>>>>>

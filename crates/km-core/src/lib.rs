//! Data model for the conversational knowledge memory.
//!
//! This crate defines the shapes everything else in the workspace builds
//! on: entities, actions, topics and tags (`knowledge`), the text ranges
//! they're anchored to (`text_range`), messages and the semantic refs
//! extracted from them (`message`, `semantic_ref`), threads spanning
//! several messages (`thread`), and the append-only `Conversation`
//! aggregate tying all of it together.
//!
//! Nothing here knows how to index, embed, extract or persist any of
//! this; those concerns live in `km-index`, `km-embedding`, `km-llm` and
//! `km-storage` respectively, all built against the types below.

pub mod conversation;
pub mod error;
pub mod knowledge;
pub mod message;
pub mod semantic_ref;
pub mod term;
pub mod text_range;
pub mod thread;

pub use conversation::Conversation;
pub use error::ValidationError;
pub use knowledge::{
    Action, ActionParam, ConcreteEntity, Knowledge, KnowledgeType, Param, Tag, Topic, VerbTense,
    NONE_ENTITY_NAME,
};
pub use message::{DeletionInfo, KnowledgeResponse, KnowledgeSource, Message};
pub use semantic_ref::SemanticRef;
pub use term::{ScoredMessage, ScoredSemanticRef, Term};
pub use text_range::{TextLocation, TextRange};
pub use thread::Thread;
pub use value::{Facet, Quantity, Value};

pub mod value;
//! Validation errors for the data model.
//!
//! Fatal for the offending item; callers surface these rather than retry
//! them, since a malformed entity or action cannot become valid by waiting.

use thiserror::Error;

/// Errors raised when constructing or appending to the data model.
#[derive(Error, Debug, Clone, PartialEq, Eq)]
pub enum ValidationError {
    #[error("entity must have at least one type: {name}")]
    EntityMissingType { name: String },

    #[error("action must have at least one verb")]
    ActionMissingVerb,

    #[error("unknown knowledge type: {0}")]
    UnknownKnowledgeType(String),

    #[error("negative ordinal: {0}")]
    NegativeOrdinal(i64),

    #[error("semantic ref range refers to unknown message ordinal {message_ordinal}")]
    RangeRefersToUnknownMessage { message_ordinal: usize },

    #[error("action role name `{name}` does not resolve to \"none\" or an existing entity")]
    DanglingActionRole { name: String },

    #[error("message must have at least one text chunk")]
    MessageMissingChunk,
}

<<<<<

*What the task asks*
Which lines of the records above contain the word "index"? Report each one in full.

*Solution*
//! Nothing here knows how to index, embed, extract or persist any of
//! this; those concerns live in `km-index`, `km-embedding`, `km-llm` and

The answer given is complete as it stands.